Текст научной работы на тему «Политика справедливости: о деонтологической этике в японской политической культуре»

Политика справедливости: о деонтологической этике в японской политической культуре

Валентин Матвеенко

Магистр философии, аспирант кафедры философии Школы гуманитарных наук Дальневосточного федерального университета Адрес: ул. Суханова, д. 8, г. Владивосток, Российская Федерация 690950 E-mail: valentin.matveenko@gmail.com

На основе «социологии градов» и модели «патриархального града» Л. Болтански и Л. Тевено автор статьи рассматривает вопрос о деонтологическом характере традиционной политической культуры Японии. В качестве примера политической мысли страны выбрана «Конституция семнадцати статей» — древнейший законодательный акт Японии. Последовательное применение к «Конституции...» требований, изложенных Болтански и Тевено, позволяет утверждать, что данный документ выдерживает все условия, согласно которым он может считаться произведением, закладывающим основу традиционного политического и социального порядка. Это дает возможность проанализировать установки, являющиеся общими для политической мысли страны вне конкретных политических доктрин того или иного периода. Из всех предлагаемых Болтански и Тевено вариантов градов японскому традиционному обществу соответствует модель «патриархального града», используя которую автор акцентирует внимание на особенностях феномена господства в японской правящей элите, противопоставляя его господству европейского типа. Обнаруженные различия позволяют сделать вывод, что японское понимание политического блага базируется на представлении о должном, сформированном в результате осознания истинного порядка вещей в мире. По мнению автора, японский способ отношения к политике вполне сопоставим с классической политической философией древности, где категории должного, справедливого, истинного, искреннего и гармоничного являются исходными при рассмотрении любых политических реалий. В результате можно говорить о деонтологи-ческом характере японской традиционной политической культуры, т. е. рассматривать ее как культуру аксиологическую, фокусирующую свое внимание на вопросах выбора правильных форм политического правления, правильной политической практики, политических идеалов и политического блага.

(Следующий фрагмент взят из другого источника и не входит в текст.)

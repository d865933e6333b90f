//! CLI execution context.

use std::path::{Path, PathBuf};

use anyhow::{Context as _, Result};
use digistore_sdk::{telemetry, Storefront, StorefrontConfig};

use crate::output::Output;

/// Config file names searched for, in order, from the working directory up.
pub const CONFIG_NAMES: [&str; 3] = ["digistore.toml", ".digistore.toml", "digistore.json"];

/// Execution context for CLI commands.
pub struct Context {
    /// Storefront configuration, paths resolved and env overrides applied.
    pub config: StorefrontConfig,
    /// File the configuration came from, if any.
    pub config_path: Option<PathBuf>,
    /// Output handler.
    pub output: Output,
    /// Working directory.
    pub cwd: PathBuf,
}

impl Context {
    /// Load context from config file.
    pub fn load(config_path: Option<&str>, output: Output) -> Result<Self> {
        let cwd = std::env::current_dir().context("Failed to get current directory")?;

        let (config, config_path) = match config_path {
            Some(path) => {
                let path = resolve(&cwd, Path::new(path));
                let config = StorefrontConfig::load(&path)
                    .with_context(|| format!("Failed to load config {}", path.display()))?;
                (config, Some(path))
            }
            // Try to find config in current directory or parent directories
            None => match find_config(&cwd) {
                Some((path, config)) => (config, Some(path)),
                None => (StorefrontConfig::default(), None),
            },
        };

        // Relative paths are relative to the config file
        let base = config_path
            .as_deref()
            .and_then(Path::parent)
            .map(Path::to_path_buf)
            .unwrap_or_else(|| cwd.clone());
        let mut config = config.resolve_paths(&base).with_env_overrides();
        if output.is_verbose() {
            config.logging.level = "debug".to_string();
        }

        telemetry::init(&config.logging);
        output.debug(&match &config_path {
            Some(path) => format!("Using config {}", path.display()),
            None => "No config file found, using defaults".to_string(),
        });

        Ok(Self {
            config,
            config_path,
            output,
            cwd,
        })
    }

    /// Open the storefront described by the configuration.
    pub fn storefront(&self) -> Result<Storefront> {
        Storefront::open(&self.config).with_context(|| {
            format!(
                "Failed to open storefront (data: {}, storage: {})",
                self.config.data.dir.display(),
                self.config.storage.path.display()
            )
        })
    }

    /// Resolve a path relative to the working directory.
    pub fn resolve_path(&self, path: &str) -> PathBuf {
        resolve(&self.cwd, Path::new(path))
    }
}

fn resolve(cwd: &Path, path: &Path) -> PathBuf {
    if path.is_absolute() {
        path.to_path_buf()
    } else {
        cwd.join(path)
    }
}

/// Find config file in directory tree.
fn find_config(start: &Path) -> Option<(PathBuf, StorefrontConfig)> {
    let mut current = start.to_path_buf();
    loop {
        for name in &CONFIG_NAMES {
            let config_path = current.join(name);
            if config_path.exists() {
                if let Ok(config) = StorefrontConfig::load(&config_path) {
                    return Some((config_path, config));
                }
            }
        }

        if !current.pop() {
            break;
        }
    }

    None
}

#[cfg(test)]
mod tests {
    use super::*;

    #[test]
    fn test_find_config_walks_up() {
        let root = tempfile::tempdir().unwrap();
        let nested = root.path().join("a").join("b");
        std::fs::create_dir_all(&nested).unwrap();
        std::fs::write(
            root.path().join("digistore.toml"),
            "[session]\nlatency_ms = 5\n",
        )
        .unwrap();

        let (path, config) = find_config(&nested).unwrap();
        assert_eq!(path, root.path().join("digistore.toml"));
        assert_eq!(config.session.latency_ms, 5);
    }

    #[test]
    fn test_resolve_keeps_absolute() {
        let cwd = Path::new("/work");
        assert_eq!(resolve(cwd, Path::new("/etc/x")), PathBuf::from("/etc/x"));
        assert_eq!(resolve(cwd, Path::new("x")), PathBuf::from("/work/x"));
    }
}
//! Locale resolution with fallback to French.

use std::collections::{HashMap, HashSet};
use std::path::Path;
use std::sync::Mutex;

use tracing::{debug, info, warn};

use crate::catalog::{LoadMode, Lookup, MessageCatalog};
use crate::error::I18nError;
use crate::language::Language;

/// Resolves dotted message keys to display text.
///
/// Resolution order: requested language, then [`Language::FALLBACK`], then
/// the key itself. Resolution never fails.
#[derive(Debug, Default)]
pub struct Translator {
    catalogs: HashMap<Language, MessageCatalog>,
    missing: Mutex<MissingKeys>,
}

#[derive(Debug, Default)]
struct MissingKeys {
    order: Vec<String>,
    seen: HashSet<String>,
}

impl Translator {
    pub fn new() -> Self {
        Self::default()
    }

    /// Add or replace the catalog for a language.
    pub fn with_catalog(mut self, language: Language, catalog: MessageCatalog) -> Self {
        self.catalogs.insert(language, catalog);
        self
    }

    /// Load `<code>.json` for every supported language from a directory.
    ///
    /// A missing file leaves that language on the fallback catalog.
    pub fn load_dir(dir: impl AsRef<Path>) -> Result<Self, I18nError> {
        let dir = dir.as_ref();
        let mut translator = Self::new();

        for language in Language::ALL {
            let path = dir.join(format!("{}.json", language.code()));
            if !path.exists() {
                warn!(language = %language, path = %path.display(), "message catalog not found");
                continue;
            }
            let catalog = MessageCatalog::load_file(&path, LoadMode::Lenient)?;
            debug!(language = %language, messages = catalog.len(), "message catalog loaded");
            translator.catalogs.insert(language, catalog);
        }

        info!(languages = translator.catalogs.len(), "translations loaded");
        Ok(translator)
    }

    /// Catalog for a language, if loaded.
    pub fn catalog(&self, language: Language) -> Option<&MessageCatalog> {
        self.catalogs.get(&language)
    }

    /// Languages with a loaded catalog.
    pub fn languages(&self) -> Vec<Language> {
        let mut languages: Vec<Language> = self.catalogs.keys().copied().collect();
        languages.sort();
        languages
    }

    /// Resolve a key for a language.
    pub fn resolve(&self, language: Language, key: &str) -> String {
        match self.lookup_text(language, key) {
            Some(text) => text.to_string(),
            None => {
                warn!(key, language = %language, "translation key not found");
                self.record_missing(key);
                key.to_string()
            }
        }
    }

    /// Resolve a key for a raw language code; unknown codes use the fallback.
    pub fn resolve_code(&self, code: &str, key: &str) -> String {
        let language = Language::from_code(code).unwrap_or_else(|| {
            warn!(code, "invalid language, falling back to {}", Language::FALLBACK);
            Language::FALLBACK
        });
        self.resolve(language, key)
    }

    /// Resolve a key and replace `{name}` placeholders.
    ///
    /// Placeholders without a matching parameter are left as-is.
    pub fn resolve_with(&self, language: Language, key: &str, params: &[(&str, &str)]) -> String {
        let mut text = self.resolve(language, key);
        for (name, value) in params {
            text = text.replace(&format!("{{{}}}", name), value);
        }
        text
    }

    /// Resolve a plural form.
    ///
    /// `count == 0` tries `key.zero`, `count == 1` tries `key.one`, both then
    /// try `key.other`; any other count tries `key.other`. The bare key is
    /// the last resort.
    pub fn resolve_plural(&self, language: Language, key: &str, count: u64) -> String {
        let specific = match count {
            0 => Some("zero"),
            1 => Some("one"),
            _ => None,
        };

        let candidates = specific
            .into_iter()
            .chain(std::iter::once("other"))
            .map(|suffix| format!("{}.{}", key, suffix));

        for candidate in candidates {
            if let Some(text) = self.lookup_text(language, &candidate) {
                return text.replace("{count}", &count.to_string());
            }
        }
        self.resolve(language, key).replace("{count}", &count.to_string())
    }

    /// Keys that resolved to themselves, in first-seen order.
    pub fn missing_keys(&self) -> Vec<String> {
        match self.missing.lock() {
            Ok(missing) => missing.order.clone(),
            Err(poisoned) => poisoned.into_inner().order.clone(),
        }
    }

    /// Walk the requested catalog, then the fallback, without recording misses.
    fn lookup_text(&self, language: Language, key: &str) -> Option<&str> {
        let primary = match self.catalogs.get(&language) {
            Some(catalog) => Some(catalog),
            None => {
                warn!(language = %language, "no catalog for language, falling back to {}", Language::FALLBACK);
                None
            }
        };

        if let Some(catalog) = primary {
            match catalog.lookup(key) {
                Lookup::Text(text) => return Some(text),
                Lookup::Group => {
                    debug!(key, language = %language, "key names a group, not a message");
                    return None;
                }
                Lookup::Missing => {}
            }
        }

        match self.catalogs.get(&Language::FALLBACK)?.lookup(key) {
            Lookup::Text(text) => Some(text),
            _ => None,
        }
    }

    fn record_missing(&self, key: &str) {
        if key.is_empty() {
            return;
        }
        let mut missing = match self.missing.lock() {
            Ok(guard) => guard,
            Err(poisoned) => poisoned.into_inner(),
        };
        if missing.seen.insert(key.to_string()) {
            missing.order.push(key.to_string());
        }
    }
}
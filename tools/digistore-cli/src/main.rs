//! DigiStore CLI - drive a storefront from the command line.
//!
//! Commands:
//! - `digistore products` / `categories` - Browse the catalog
//! - `digistore cart` - Show and edit the cart
//! - `digistore coupon` - Apply or remove a coupon code
//! - `digistore wishlist` - Show and edit the wishlist
//! - `digistore prefs` - Language and currency preference
//! - `digistore translate` - Resolve a message key
//! - `digistore convert` - Convert an amount between currencies
//! - `digistore login` / `register` / `logout` / `whoami` - Session
//! - `digistore checkout` - Place an order from the cart
//! - `digistore config` - Manage configuration

mod commands;
mod context;
mod output;

use anyhow::Result;
use clap::{Parser, Subcommand};

use commands::{
    CartArgs, ConfigArgs, ConvertArgs, CouponArgs, LoginArgs, PrefsArgs, ProductsArgs,
    RegisterArgs, TranslateArgs, WishlistArgs,
};

/// DigiStore CLI - browse, fill a cart and check out
#[derive(Parser)]
#[command(name = "digistore")]
#[command(author, version, about, long_about = None)]
#[command(propagate_version = true)]
struct Cli {
    /// Enable verbose output
    #[arg(short, long, global = true)]
    verbose: bool,

    /// Use JSON output format
    #[arg(long, global = true)]
    json: bool,

    /// Config file path
    #[arg(short, long, global = true)]
    config: Option<String>,

    #[command(subcommand)]
    command: Commands,
}

#[derive(Subcommand)]
enum Commands {
    /// Browse products
    Products(ProductsArgs),

    /// List the category tree
    Categories,

    /// Show and edit the cart
    Cart(CartArgs),

    /// Apply or remove a coupon code
    Coupon(CouponArgs),

    /// Show and edit the wishlist
    Wishlist(WishlistArgs),

    /// Show or change language and currency
    Prefs(PrefsArgs),

    /// Resolve a message key in the current (or given) language
    Translate(TranslateArgs),

    /// Convert an amount between currencies
    Convert(ConvertArgs),

    /// Log in
    Login(LoginArgs),

    /// Create an account and log in
    Register(RegisterArgs),

    /// Log out
    Logout,

    /// Show the logged-in user
    Whoami,

    /// Place an order from the cart
    Checkout,

    /// Manage configuration
    Config(ConfigArgs),
}

#[tokio::main]
async fn main() -> Result<()> {
    let cli = Cli::parse();

    // Setup output formatting
    let output = output::Output::new(cli.verbose, cli.json);

    // Load config
    let config_path = cli.config.as_deref();
    let ctx = context::Context::load(config_path, output)?;

    // Execute command
    let result = match cli.command {
        Commands::Products(args) => commands::catalog::products(args, &ctx).await,
        Commands::Categories => commands::catalog::categories(&ctx).await,
        Commands::Cart(args) => commands::cart::run(args, &ctx).await,
        Commands::Coupon(args) => commands::coupon::run(args, &ctx).await,
        Commands::Wishlist(args) => commands::wishlist::run(args, &ctx).await,
        Commands::Prefs(args) => commands::prefs::run(args, &ctx).await,
        Commands::Translate(args) => commands::translate::run(args, &ctx).await,
        Commands::Convert(args) => commands::convert::run(args, &ctx).await,
        Commands::Login(args) => commands::session::login(args, &ctx).await,
        Commands::Register(args) => commands::session::register(args, &ctx).await,
        Commands::Logout => commands::session::logout(&ctx).await,
        Commands::Whoami => commands::session::whoami(&ctx).await,
        Commands::Checkout => commands::checkout::run(&ctx).await,
        Commands::Config(args) => commands::config::run(args, &ctx).await,
    };

    if let Err(e) = result {
        ctx.output.error(&format!("{:#}", e));
        std::process::exit(1);
    }

    Ok(())
}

Ключевые слова: справедливость, благо, деонтология, политическая философия, японская философия, Люк Болтански, Лоран Тевено, социология градов

I

Наше представление о японском традиционном способе существования политики1 окажется неполным без анализа философского смысла самой идейно-концептуальной основы японской общественно-политической мысли.

© Матвеенко В. А., 2016

© Центр фундаментальной социологии, 2016 doi: 10.17323/1728-192X-2016-1-75-93

1. Политику в данной работе мы понимаем как политическую рефлексию — «абстракцию без уже организовавшего политическое мышление минимального сознательного подхода» (Пятигорский, 2007: 29), тем самым предполагая ее дискурсивный характер.

russian sociological review. 2016. vol. 15. no 1 75

Необходимо заметить, что в отечественной историографии имеется определенный опыт осмысления японской политической мысли в ее традиционной и подвластной собственной логике развития форме, т. е. до эпохи Мэйдзи (1868-1912). К наиболее примечательным работам можно отнести фундаментальные труды Я. Б. Радуль-Затуловского (1947, 1961, 1972), посвященные истории развития на японском архипелаге конфуцианского учения, которое во многом является родоначальником политической мысли Японии, и раскрывающие иную сторону политико-философской мысли, противоречащую мертвящей догматике официальной неоконфуцианской философии. О том, что представляла собой Япония в период правления дома Токугава, какие изменения произошли в ее политическом устройстве и политических воззрениях, рассказывает А. Л. Гальперин (Гальперин, 1963).

Более общее исследование процессов, происходивших в общественной и идеологической жизни Японии в 60-80-е годы XIX в., базирующееся на переводах сочинений японских мыслителей, представлено Ю.Д. Михайловой (Михайлова, 1991) и В. В. Совастеевым (Совастеев, 1995). Авторы не только впервые показали влияние западной философии на Японию, но и проанализировали накопленный в традиционной Японии идейный материал, который подвергся болезненной ломке в контексте грядущей трансформации стереотипов политического мышления.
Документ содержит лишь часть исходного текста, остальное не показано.